Pipes, II. Dünya Savaşından sonra Almanyada ve Japonyada olduğu şekilde, Ortadoğuda yapılan seçimlerin Amerikan yanlısı partileri iktidara getirmemiş olmasından yakınıyor. Pipes, "Bu farklılığı yaratan İslam ya da kimi kültürel farklılıklar değil; aradaki farklılık daha çok Ortadoğudaki ideolojik düşmanların henüz yenilgiye uğratılamamış olmasından kaynaklanıyor," diye yazıyor. "Almanyada, Japonyada ve Sovyetler Birliğinde bu ülkelerin halkları totalitarizmin elinde büyük ıstıraplar çektikten sonra demokratikleştiler. 1945 ve 1991 yıllarında faşizm ve komünizm felaketlerinin kendilerine ne getirdiğini gördüler ve başka bir yol tuttular.

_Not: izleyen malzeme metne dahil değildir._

use crate::config::Preferences;
use crate::core::input::{InputEvent, InputKind, TouchSet};
use crate::game::chart::Chart;
use crate::game::judgment::{Judgment, JudgmentWindows, Statistics};
use crate::game::line::{JudgeLine, LineArena, JUDGMENT_THRESHOLD};
use crate::game::note::{Note, NoteId, NoteKind};
use crate::game::timing::{TempoCursor, TempoMap};
use log::{debug, info, warn};
use std::collections::VecDeque;

/// Minimum touch speed, in chart units per second, that counts as a flick.
pub const FLICK_VELOCITY_THRESHOLD: f64 = 75.0;
/// Under autoplay only deltas tighter than this are sampled.
const AUTOPLAY_SAMPLE_LIMIT: f64 = 0.1;

#[derive(Clone, Copy, Debug, PartialEq, Eq)]
pub enum GameStatus {
    Loading,
    Ready,
    Playing,
    Seeking,
    Paused,
    Finished,
}

/// One judgment fixed during a tick, for effects and HUD.
#[derive(Clone, Copy, Debug, PartialEq)]
pub struct JudgmentEvent {
    pub note: NoteId,
    pub judgment: Judgment,
    /// Seconds, divided by the time scale.
    pub delta: f64,
    pub beat: f64,
    /// Hold head rather than a final judgment.
    pub head: bool,
}

#[derive(Clone, Debug, Default, PartialEq)]
pub struct TickReport {
    pub beat: f64,
    pub time: f64,
    pub judgments: Vec<JudgmentEvent>,
    pub completed: bool,
}

pub struct State {
    pub tempo: TempoMap,
    pub lines: LineArena,
    pub windows: JudgmentWindows,
    pub time_scale: f64,
    pub autoplay: bool,
    /// Chart offset plus the player's offset, in seconds.
    pub offset_sec: f64,
    pub status: GameStatus,
    pub statistics: Statistics,
    /// Chart beat and chart time of the last update.
    pub current_beat: f64,
    pub current_time: f64,
    /// Chart time at which the last note finishes.
    pub end_time: f64,
    tempo_cursor: TempoCursor,
    touches: TouchSet,
    pending_inputs: VecDeque<InputEvent>,
    seek_pending: bool,
    last_log_time: f64,
    events: Vec<JudgmentEvent>,
}

enum Resolution {
    Head { judgment: Judgment, delta: f64 },
    Final { judgment: Judgment, delta: f64, sampled: bool },
}

pub fn init(chart: Chart, prefs: &Preferences) -> State {
    info!("Initializing gameplay...");
    let time_scale = if prefs.time_scale > 0.0 { prefs.time_scale } else { 1.0 };
    let offset_sec = chart.offset_sec() + prefs.chart_offset_ms / 1000.0;
    let end_time = chart.last_note_time();
    let windows = JudgmentWindows::from_preferences(prefs);
    info!(
        "Chart '{}': {} lines, {} notes, ends at {:.2}s. Windows: perfect {:.0}ms, good {:.0}ms, bad {:.0}ms.",
        chart.meta.name,
        chart.lines.len(),
        chart.total_notes,
        end_time,
        windows.perfect * 1000.0,
        windows.good * 1000.0,
        windows.bad * 1000.0
    );
    if prefs.autoplay {
        info!("Autoplay is on.");
    }

    State {
        tempo: chart.tempo,
        lines: chart.lines,
        windows,
        time_scale,
        autoplay: prefs.autoplay,
        offset_sec,
        status: GameStatus::Ready,
        statistics: Statistics::new(chart.total_notes),
        current_beat: 0.0,
        current_time: f64::NEG_INFINITY,
        end_time,
        tempo_cursor: TempoCursor::default(),
        touches: TouchSet::default(),
        pending_inputs: VecDeque::new(),
        seek_pending: false,
        last_log_time: f64::NEG_INFINITY,
        events: Vec::new(),
    }
}

/// Buffers an input; `event.time` is song time, before the chart offset.
pub fn queue_input(state: &mut State, event: InputEvent) {
    if matches!(state.status, GameStatus::Paused | GameStatus::Finished) {
        return;
    }
    state.pending_inputs.push_back(event);
}

/// Marks an explicit jump; holds in progress fail on the next update.
pub fn seek(state: &mut State) {
    state.seek_pending = true;
    state.status = GameStatus::Seeking;
    state.pending_inputs.clear();
    state.touches.clear();
    debug!("Seek requested at chart time {:.3}s.", state.current_time);
}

Totalitarizmin son derece cazip olmaya devam ettiği Ortadoğuda durum böyle değil."
Bu yazı bu kısa alıntıda yer alan tarihsel çarpıtmaları, tahrifatları ve sahtekarlıkları ele alıp ortaya dökmenin yeri değil. Sadece Pipesın Japonya ve Almanya örneklerinde çekici bulduğu şeyin ABDnin hedeflerine ulaşmak için askeri güç kullanması olduğunu söylemek yeterli. Sovyetler Birliğindeki -komünizmle hiçbir ilişkisi olmayan- Stalinist rejime gelince, Pipes gibi anti-komünistlerin standart düşüncesi bu rejimi çökmeye zorlayanın ve halkını "demokratikleşmeye" koşullandıranın ABDnin 1980lerdeki saldırgan silahlanması olduğudur.
Pipesın, Rusyanın şimdi artık demokratikleşmiş olduğu konusundaki ısrarı onun "totalitarizm" ile "demokrasi"yi karşı karşıya getirişindeki gerçek anlamı gözler önüne seriyor. Otoriter Devlet Başkanı Vladimir Putin tarafından yönetilmekte olan Rusya şu anda, Sovyetler Birliğinin devlet ekonomisini yağmalayarak servetlerine servet ekleyen bir avuç milyarder oligarkın egemenliği altında. Pipes için "demokrasinin" sıradan insanların demokratik haklarıyla bir ilgisi yok, onun için demokrasi piyasa ekonomisinin egemenliği ve kapitalist ilişkileri güçlendiren ve Amerikanın çıkarlarına uygun davranan bir siyasi sistemin kurulmasıyla eş anlamlı.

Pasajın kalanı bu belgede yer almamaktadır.